▶ _TASK DIRECTIONS_
Retype, word for word, only the lines from the one with "let t = text.trim();" through the last line of the data below.

▶ _DATA TO PROCESS_
macro_rules! clamp_int {
    ($w:expr, $t:ty) => {
        match $w {
            Wide::Int(i) => i.clamp(<$t>::MIN as i128, <$t>::MAX as i128) as $t,
            Wide::Float(f) => f as $t,
        }
    };
}

impl Value {
    /// Zero (or empty string) of the given type.
    #[must_use]
    pub fn zero(ty: SddsType) -> Self {
        match ty {
            SddsType::LongDouble => Value::LongDouble(0.0),
            SddsType::Double => Value::Double(0.0),
            SddsType::Float => Value::Float(0.0),
            SddsType::Int64 => Value::Int64(0),
            SddsType::UInt64 => Value::UInt64(0),
            SddsType::Int32 => Value::Int32(0),
            SddsType::UInt32 => Value::UInt32(0),
            SddsType::Short => Value::Short(0),
            SddsType::UShort => Value::UShort(0),
            SddsType::Character => Value::Character(0),
            SddsType::String => Value::String(String::new()),
        }
    }

    #[must_use]
    pub fn sdds_type(&self) -> SddsType {
        match self {
            Value::LongDouble(_) => SddsType::LongDouble,
            Value::Double(_) => SddsType::Double,
            Value::Float(_) => SddsType::Float,
            Value::Int64(_) => SddsType::Int64,
            Value::UInt64(_) => SddsType::UInt64,
            Value::Int32(_) => SddsType::Int32,
            Value::UInt32(_) => SddsType::UInt32,
            Value::Short(_) => SddsType::Short,
            Value::UShort(_) => SddsType::UShort,
            Value::Character(_) => SddsType::Character,
            Value::String(_) => SddsType::String,
        }
    }

    fn wide(&self) -> Option<Wide> {
        Some(match *self {
            Value::LongDouble(v) | Value::Double(v) => Wide::Float(v),
            Value::Float(v) => Wide::Float(f64::from(v)),
            Value::Int64(v) => Wide::Int(i128::from(v)),
            Value::UInt64(v) => Wide::Int(i128::from(v)),
            Value::Int32(v) => Wide::Int(i128::from(v)),
            Value::UInt32(v) => Wide::Int(i128::from(v)),
            Value::Short(v) => Wide::Int(i128::from(v)),
            Value::UShort(v) => Wide::Int(i128::from(v)),
            Value::Character(v) => Wide::Int(i128::from(v)),
            Value::String(_) => return None,
        })
    }

    fn from_wide(w: Wide, ty: SddsType) -> Value {
        let as_f64 = match w {
            Wide::Int(i) => i as f64,
            Wide::Float(f) => f,
        };
        match ty {
            SddsType::LongDouble => Value::LongDouble(as_f64),
            SddsType::Double => Value::Double(as_f64),
            SddsType::Float => Value::Float(as_f64 as f32),
            SddsType::Int64 => Value::Int64(clamp_int!(w, i64)),
            SddsType::UInt64 => Value::UInt64(clamp_int!(w, u64)),
            SddsType::Int32 => Value::Int32(clamp_int!(w, i32)),
            SddsType::UInt32 => Value::UInt32(clamp_int!(w, u32)),
            SddsType::Short => Value::Short(clamp_int!(w, i16)),
            SddsType::UShort => Value::UShort(clamp_int!(w, u16)),
            SddsType::Character => Value::Character(clamp_int!(w, u8)),
            SddsType::String => Value::String(Value::from_wide(w, SddsType::Double).to_string()),
        }
    }

    /// Convert to another type. Strings convert to numbers by scanning.
    pub fn cast(&self, ty: SddsType) -> Result<Value> {
        if self.sdds_type() == ty {
            return Ok(self.clone());
        }
        match (self, self.wide()) {
            (_, Some(_)) if ty == SddsType::String => Ok(Value::String(self.to_string())),
            (_, Some(w)) => Ok(Value::from_wide(w, ty)),
            (Value::String(s), None) => Value::scan(s, ty),
            _ => Err(SddsError::schema(format!(
                "cannot cast {} to {}",
                self.sdds_type(),
                ty
            ))),
        }
    }

    /// Numeric value as `f64`; `None` for strings.
    #[must_use]
    pub fn as_f64(&self) -> Option<f64> {
        self.wide().map(|w| match w {
            Wide::Int(i) => i as f64,
            Wide::Float(f) => f,
        })
    }

    /// Numeric value as `i64`, truncating floats; `None` for strings.
    #[must_use]
    pub fn as_i64(&self) -> Option<i64> {
        self.wide().map(|w| clamp_int!(w, i64))
    }

    #[must_use]
    pub fn as_str(&self) -> Option<&str> {
        match self {
            Value::String(s) => Some(s),
            _ => None,
        }
    }

    /// Scan text into a value of `ty`.
    pub fn scan(text: &str, ty: SddsType) -> Result<Value> {
        let t = text.trim();
        let bad = || SddsError::parse(format!("unable to scan \"{text}\" as {ty}"));
        match ty {
            SddsType::String => Ok(Value::String(text.to_string())),
            SddsType::Character => Ok(Value::Character(scan_character(text))),
            SddsType::LongDouble | SddsType::Double | SddsType::Float => {
                let f = parse_float(t).ok_or_else(bad)?;
                Ok(Value::from_wide(Wide::Float(f), ty))
            }
            _ => {
                let stripped = t.strip_prefix('+').unwrap_or(t);
                if let Ok(i) = stripped.parse::<i128>() {
                    Ok(Value::from_wide(Wide::Int(i), ty))
                } else {
                    let f = parse_float(t).ok_or_else(bad)?;
                    Ok(Value::from_wide(Wide::Float(f), ty))
                }
            }
        }
    }
}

▶ _OUTPUT FOR THIS EXERCISE_
        let t = text.trim();
        let bad = || SddsError::parse(format!("unable to scan \"{text}\" as {ty}"));
        match ty {
            SddsType::String => Ok(Value::String(text.to_string())),
            SddsType::Character => Ok(Value::Character(scan_character(text))),
            SddsType::LongDouble | SddsType::Double | SddsType::Float => {
                let f = parse_float(t).ok_or_else(bad)?;
                Ok(Value::from_wide(Wide::Float(f), ty))
            }
            _ => {
                let stripped = t.strip_prefix('+').unwrap_or(t);
                if let Ok(i) = stripped.parse::<i128>() {
                    Ok(Value::from_wide(Wide::Int(i), ty))
                } else {
                    let f = parse_float(t).ok_or_else(bad)?;
                    Ok(Value::from_wide(Wide::Float(f), ty))
                }
            }
        }
    }
}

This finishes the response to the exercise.